___ Data for this exercise ___

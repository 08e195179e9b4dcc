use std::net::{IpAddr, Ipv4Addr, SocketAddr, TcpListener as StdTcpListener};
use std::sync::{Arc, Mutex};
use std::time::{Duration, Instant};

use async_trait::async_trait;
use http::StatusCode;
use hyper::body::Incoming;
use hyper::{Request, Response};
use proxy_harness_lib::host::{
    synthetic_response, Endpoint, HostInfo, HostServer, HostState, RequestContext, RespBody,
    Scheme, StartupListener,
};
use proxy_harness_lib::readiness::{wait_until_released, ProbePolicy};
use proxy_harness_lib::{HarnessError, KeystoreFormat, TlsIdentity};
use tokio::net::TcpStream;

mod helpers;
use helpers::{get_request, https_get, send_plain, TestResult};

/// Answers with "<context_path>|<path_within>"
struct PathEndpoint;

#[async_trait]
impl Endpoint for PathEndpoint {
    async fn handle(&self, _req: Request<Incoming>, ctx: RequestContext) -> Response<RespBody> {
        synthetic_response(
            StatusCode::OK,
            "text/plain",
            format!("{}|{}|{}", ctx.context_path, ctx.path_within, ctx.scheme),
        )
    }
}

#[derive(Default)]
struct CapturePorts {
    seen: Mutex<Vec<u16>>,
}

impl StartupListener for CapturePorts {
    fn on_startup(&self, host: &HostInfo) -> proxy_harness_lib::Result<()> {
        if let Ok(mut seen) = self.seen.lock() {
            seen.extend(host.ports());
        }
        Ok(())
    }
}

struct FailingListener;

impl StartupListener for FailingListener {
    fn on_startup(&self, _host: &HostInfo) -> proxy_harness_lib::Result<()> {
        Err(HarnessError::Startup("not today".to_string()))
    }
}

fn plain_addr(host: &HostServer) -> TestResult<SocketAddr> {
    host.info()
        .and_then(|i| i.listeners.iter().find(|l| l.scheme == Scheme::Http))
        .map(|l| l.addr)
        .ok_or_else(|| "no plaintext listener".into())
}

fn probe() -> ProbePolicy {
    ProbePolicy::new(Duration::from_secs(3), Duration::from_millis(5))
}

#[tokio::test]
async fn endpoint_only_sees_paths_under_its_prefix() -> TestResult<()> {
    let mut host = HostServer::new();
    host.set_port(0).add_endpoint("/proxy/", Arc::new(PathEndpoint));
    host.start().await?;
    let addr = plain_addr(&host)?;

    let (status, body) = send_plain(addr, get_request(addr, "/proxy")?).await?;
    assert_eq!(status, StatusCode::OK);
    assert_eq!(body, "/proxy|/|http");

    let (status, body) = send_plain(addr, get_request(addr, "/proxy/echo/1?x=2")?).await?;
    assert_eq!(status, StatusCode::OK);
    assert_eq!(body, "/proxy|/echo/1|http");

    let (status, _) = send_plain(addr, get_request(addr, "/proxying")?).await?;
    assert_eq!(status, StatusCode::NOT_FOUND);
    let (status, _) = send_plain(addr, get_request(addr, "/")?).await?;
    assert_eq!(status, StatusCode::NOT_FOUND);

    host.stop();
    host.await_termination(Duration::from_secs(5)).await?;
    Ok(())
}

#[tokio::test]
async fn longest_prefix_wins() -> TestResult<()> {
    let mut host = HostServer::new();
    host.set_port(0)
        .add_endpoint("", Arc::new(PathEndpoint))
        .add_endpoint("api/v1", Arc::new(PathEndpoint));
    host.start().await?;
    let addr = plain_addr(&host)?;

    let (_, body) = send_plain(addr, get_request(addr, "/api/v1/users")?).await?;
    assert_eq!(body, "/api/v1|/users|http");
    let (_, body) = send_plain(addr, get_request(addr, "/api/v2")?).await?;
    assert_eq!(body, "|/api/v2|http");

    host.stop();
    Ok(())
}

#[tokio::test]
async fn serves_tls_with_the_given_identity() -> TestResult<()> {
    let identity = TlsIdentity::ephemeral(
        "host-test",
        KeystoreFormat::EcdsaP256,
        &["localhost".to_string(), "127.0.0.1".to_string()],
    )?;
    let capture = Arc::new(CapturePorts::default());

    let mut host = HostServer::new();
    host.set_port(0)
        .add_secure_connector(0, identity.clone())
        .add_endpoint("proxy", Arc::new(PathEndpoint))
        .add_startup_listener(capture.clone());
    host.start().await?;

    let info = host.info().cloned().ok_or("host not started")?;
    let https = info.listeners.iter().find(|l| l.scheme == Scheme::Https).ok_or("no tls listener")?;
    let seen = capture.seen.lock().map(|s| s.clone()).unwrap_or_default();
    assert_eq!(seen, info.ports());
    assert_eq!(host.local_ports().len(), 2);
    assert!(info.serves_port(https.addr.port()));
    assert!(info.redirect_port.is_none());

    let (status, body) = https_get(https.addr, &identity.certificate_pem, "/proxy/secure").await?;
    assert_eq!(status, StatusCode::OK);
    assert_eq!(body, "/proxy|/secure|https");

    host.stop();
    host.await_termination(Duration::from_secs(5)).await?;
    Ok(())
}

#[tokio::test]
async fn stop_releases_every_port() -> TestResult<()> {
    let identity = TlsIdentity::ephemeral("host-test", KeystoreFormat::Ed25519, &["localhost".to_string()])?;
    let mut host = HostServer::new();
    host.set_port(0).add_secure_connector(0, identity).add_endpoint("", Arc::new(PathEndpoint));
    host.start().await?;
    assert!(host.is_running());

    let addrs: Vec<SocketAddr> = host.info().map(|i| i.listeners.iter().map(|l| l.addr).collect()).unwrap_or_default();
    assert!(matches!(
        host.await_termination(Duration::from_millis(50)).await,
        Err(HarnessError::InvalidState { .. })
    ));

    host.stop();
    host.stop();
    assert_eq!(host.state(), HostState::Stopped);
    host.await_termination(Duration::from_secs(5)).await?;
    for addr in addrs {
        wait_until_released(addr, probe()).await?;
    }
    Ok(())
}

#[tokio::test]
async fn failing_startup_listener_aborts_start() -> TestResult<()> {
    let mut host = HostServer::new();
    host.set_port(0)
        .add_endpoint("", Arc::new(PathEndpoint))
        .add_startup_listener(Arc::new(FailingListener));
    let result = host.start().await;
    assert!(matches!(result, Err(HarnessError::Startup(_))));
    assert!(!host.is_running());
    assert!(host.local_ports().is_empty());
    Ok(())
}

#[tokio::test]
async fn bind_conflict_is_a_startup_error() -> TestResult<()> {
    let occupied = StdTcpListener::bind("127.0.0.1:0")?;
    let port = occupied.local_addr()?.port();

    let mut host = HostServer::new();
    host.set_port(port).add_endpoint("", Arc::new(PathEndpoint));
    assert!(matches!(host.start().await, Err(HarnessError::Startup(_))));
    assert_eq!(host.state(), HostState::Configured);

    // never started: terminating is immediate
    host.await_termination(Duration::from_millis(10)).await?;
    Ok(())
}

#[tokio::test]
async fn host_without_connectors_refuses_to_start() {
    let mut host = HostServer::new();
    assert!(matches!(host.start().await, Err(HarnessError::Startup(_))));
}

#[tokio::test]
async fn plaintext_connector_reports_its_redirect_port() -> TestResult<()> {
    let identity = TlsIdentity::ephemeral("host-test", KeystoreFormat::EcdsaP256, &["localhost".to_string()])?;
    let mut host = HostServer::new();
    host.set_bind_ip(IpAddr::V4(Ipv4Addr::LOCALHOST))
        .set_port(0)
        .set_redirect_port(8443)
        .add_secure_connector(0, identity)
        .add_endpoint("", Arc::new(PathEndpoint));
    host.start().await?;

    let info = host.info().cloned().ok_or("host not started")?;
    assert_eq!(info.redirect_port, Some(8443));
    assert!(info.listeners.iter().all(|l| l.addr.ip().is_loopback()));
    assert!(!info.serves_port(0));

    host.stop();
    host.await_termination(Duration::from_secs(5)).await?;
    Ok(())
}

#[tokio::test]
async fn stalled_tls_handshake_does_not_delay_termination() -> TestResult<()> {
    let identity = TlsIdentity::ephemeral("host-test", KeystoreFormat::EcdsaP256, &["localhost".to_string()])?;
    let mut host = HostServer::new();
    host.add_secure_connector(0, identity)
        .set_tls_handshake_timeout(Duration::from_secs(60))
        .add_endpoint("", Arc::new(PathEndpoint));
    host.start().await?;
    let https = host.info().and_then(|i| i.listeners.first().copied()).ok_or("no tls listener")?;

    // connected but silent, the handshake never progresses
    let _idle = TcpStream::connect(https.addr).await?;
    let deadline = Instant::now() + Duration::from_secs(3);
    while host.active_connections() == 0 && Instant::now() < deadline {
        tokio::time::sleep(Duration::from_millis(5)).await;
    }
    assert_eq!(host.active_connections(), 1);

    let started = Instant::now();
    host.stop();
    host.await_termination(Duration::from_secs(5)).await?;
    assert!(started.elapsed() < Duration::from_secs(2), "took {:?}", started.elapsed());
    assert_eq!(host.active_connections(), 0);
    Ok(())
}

___
___ Data for this exercise ___

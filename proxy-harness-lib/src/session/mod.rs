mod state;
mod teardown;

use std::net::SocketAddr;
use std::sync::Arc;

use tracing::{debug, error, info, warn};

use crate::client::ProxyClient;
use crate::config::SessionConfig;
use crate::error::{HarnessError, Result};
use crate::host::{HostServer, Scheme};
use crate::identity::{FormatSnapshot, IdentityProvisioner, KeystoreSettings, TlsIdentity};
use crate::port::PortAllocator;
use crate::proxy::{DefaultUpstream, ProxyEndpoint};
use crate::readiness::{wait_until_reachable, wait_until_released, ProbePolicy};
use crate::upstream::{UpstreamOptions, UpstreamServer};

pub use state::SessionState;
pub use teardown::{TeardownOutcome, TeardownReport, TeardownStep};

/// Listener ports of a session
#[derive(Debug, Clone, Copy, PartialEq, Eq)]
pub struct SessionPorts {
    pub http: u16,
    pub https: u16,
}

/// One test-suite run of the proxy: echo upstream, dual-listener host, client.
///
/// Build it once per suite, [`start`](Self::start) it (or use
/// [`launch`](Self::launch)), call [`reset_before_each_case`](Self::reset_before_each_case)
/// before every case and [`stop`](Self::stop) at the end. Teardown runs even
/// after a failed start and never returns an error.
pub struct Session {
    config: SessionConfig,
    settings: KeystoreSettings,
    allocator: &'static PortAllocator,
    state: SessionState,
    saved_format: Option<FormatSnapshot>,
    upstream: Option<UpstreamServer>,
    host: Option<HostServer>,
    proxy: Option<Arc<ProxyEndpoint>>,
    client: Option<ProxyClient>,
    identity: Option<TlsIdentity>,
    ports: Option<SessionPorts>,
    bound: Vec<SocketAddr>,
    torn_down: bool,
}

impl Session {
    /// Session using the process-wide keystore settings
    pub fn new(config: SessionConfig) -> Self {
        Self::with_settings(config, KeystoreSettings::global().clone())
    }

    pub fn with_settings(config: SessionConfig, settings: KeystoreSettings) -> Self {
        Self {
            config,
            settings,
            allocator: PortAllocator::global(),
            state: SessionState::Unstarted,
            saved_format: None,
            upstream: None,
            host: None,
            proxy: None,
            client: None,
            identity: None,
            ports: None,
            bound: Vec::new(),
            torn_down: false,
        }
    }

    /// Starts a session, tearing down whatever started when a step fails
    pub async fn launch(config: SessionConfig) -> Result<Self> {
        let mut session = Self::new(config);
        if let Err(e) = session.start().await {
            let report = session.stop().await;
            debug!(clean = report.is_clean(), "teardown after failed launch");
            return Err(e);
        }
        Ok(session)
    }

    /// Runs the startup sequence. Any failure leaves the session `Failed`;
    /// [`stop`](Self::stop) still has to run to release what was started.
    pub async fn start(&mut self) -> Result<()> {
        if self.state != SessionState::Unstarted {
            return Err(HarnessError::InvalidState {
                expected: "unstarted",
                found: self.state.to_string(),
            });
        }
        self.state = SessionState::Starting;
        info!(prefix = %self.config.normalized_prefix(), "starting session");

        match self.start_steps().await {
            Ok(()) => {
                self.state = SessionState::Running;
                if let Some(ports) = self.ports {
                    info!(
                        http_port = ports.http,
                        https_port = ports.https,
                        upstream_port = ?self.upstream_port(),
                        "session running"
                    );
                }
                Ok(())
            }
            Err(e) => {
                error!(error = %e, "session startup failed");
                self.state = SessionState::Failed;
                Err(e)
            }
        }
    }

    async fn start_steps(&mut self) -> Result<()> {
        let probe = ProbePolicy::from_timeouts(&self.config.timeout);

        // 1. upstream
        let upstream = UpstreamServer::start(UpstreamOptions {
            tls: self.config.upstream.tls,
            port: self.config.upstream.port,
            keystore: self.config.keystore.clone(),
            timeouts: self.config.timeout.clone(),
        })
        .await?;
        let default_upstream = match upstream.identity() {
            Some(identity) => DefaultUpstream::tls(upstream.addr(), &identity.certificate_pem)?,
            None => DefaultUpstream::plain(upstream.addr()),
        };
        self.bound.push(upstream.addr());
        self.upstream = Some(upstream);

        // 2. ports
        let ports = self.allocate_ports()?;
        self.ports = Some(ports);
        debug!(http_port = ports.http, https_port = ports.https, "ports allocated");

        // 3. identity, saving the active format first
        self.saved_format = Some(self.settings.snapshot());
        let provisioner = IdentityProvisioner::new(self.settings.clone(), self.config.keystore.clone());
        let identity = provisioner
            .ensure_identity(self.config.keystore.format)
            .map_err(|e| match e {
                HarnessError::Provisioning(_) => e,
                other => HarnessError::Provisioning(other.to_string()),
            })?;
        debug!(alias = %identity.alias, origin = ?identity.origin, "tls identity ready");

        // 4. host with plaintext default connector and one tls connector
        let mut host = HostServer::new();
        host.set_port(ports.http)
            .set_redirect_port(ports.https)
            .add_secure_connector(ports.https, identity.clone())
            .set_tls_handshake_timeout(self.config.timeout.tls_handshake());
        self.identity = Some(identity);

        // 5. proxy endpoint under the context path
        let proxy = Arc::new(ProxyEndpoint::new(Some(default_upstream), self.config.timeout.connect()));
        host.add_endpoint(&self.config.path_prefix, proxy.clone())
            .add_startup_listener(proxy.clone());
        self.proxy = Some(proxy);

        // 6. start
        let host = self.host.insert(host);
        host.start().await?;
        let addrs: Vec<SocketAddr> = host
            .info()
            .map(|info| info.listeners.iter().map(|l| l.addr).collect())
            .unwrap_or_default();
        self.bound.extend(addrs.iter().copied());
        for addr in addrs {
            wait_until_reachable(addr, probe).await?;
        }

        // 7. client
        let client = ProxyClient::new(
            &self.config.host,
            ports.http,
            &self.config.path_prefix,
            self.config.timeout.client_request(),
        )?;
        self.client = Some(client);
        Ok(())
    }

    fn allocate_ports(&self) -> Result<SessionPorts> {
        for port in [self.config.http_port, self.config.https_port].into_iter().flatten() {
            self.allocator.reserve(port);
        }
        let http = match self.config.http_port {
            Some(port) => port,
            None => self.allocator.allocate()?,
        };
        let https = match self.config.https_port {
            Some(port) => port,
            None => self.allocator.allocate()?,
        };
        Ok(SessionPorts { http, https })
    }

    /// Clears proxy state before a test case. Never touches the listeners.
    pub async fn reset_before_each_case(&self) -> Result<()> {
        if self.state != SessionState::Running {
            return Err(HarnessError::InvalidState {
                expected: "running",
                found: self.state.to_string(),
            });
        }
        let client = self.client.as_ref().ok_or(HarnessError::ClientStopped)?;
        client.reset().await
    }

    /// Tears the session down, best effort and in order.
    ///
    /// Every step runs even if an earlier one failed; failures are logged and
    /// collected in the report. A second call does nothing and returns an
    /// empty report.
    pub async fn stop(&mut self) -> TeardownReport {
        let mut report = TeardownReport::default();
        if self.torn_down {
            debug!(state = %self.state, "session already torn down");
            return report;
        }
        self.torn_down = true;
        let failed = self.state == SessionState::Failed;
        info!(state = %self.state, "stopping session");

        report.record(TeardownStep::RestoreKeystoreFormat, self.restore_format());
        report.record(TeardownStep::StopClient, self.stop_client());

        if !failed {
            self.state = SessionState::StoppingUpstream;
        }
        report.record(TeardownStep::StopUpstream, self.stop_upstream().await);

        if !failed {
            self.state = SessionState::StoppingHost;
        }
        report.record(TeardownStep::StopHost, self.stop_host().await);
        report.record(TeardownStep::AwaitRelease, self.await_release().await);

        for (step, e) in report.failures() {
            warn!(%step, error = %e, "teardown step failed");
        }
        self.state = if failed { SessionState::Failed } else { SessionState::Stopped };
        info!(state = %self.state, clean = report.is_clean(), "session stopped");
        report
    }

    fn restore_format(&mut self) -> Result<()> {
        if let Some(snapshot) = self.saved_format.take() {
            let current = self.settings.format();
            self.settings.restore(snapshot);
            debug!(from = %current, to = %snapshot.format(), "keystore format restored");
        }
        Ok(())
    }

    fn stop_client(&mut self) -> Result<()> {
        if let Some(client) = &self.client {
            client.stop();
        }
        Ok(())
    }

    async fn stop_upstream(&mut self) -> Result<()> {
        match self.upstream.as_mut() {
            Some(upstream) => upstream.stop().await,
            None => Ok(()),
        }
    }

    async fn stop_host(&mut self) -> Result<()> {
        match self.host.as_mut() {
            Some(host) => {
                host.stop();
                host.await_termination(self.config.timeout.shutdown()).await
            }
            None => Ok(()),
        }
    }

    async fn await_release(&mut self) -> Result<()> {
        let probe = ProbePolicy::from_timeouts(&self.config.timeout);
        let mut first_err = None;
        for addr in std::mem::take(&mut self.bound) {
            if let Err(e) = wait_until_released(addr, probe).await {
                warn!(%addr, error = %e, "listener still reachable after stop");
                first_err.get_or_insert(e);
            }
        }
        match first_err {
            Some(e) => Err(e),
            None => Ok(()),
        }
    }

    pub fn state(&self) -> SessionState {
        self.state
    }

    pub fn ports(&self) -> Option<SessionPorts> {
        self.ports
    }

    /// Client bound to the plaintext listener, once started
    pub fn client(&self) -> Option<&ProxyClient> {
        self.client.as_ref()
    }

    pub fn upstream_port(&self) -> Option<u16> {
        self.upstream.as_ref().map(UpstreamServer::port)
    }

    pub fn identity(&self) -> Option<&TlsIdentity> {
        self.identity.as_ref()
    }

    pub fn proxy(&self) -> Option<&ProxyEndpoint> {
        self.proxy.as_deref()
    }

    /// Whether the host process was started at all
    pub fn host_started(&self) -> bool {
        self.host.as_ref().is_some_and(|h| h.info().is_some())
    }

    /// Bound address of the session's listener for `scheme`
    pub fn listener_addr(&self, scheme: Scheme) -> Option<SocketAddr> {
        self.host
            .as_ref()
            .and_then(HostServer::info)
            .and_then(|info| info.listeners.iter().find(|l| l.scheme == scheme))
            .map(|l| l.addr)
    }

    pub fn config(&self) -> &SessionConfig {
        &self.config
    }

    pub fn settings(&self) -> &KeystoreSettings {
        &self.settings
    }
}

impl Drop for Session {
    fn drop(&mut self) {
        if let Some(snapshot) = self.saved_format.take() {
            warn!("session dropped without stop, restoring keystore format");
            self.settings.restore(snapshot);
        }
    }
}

___

Throughout the data above, copy all lines where the word "after" is found.

> [Exercise solution]
/// after a failed start and never returns an error.
            debug!(clean = report.is_clean(), "teardown after failed launch");
                warn!(%addr, error = %e, "listener still reachable after stop");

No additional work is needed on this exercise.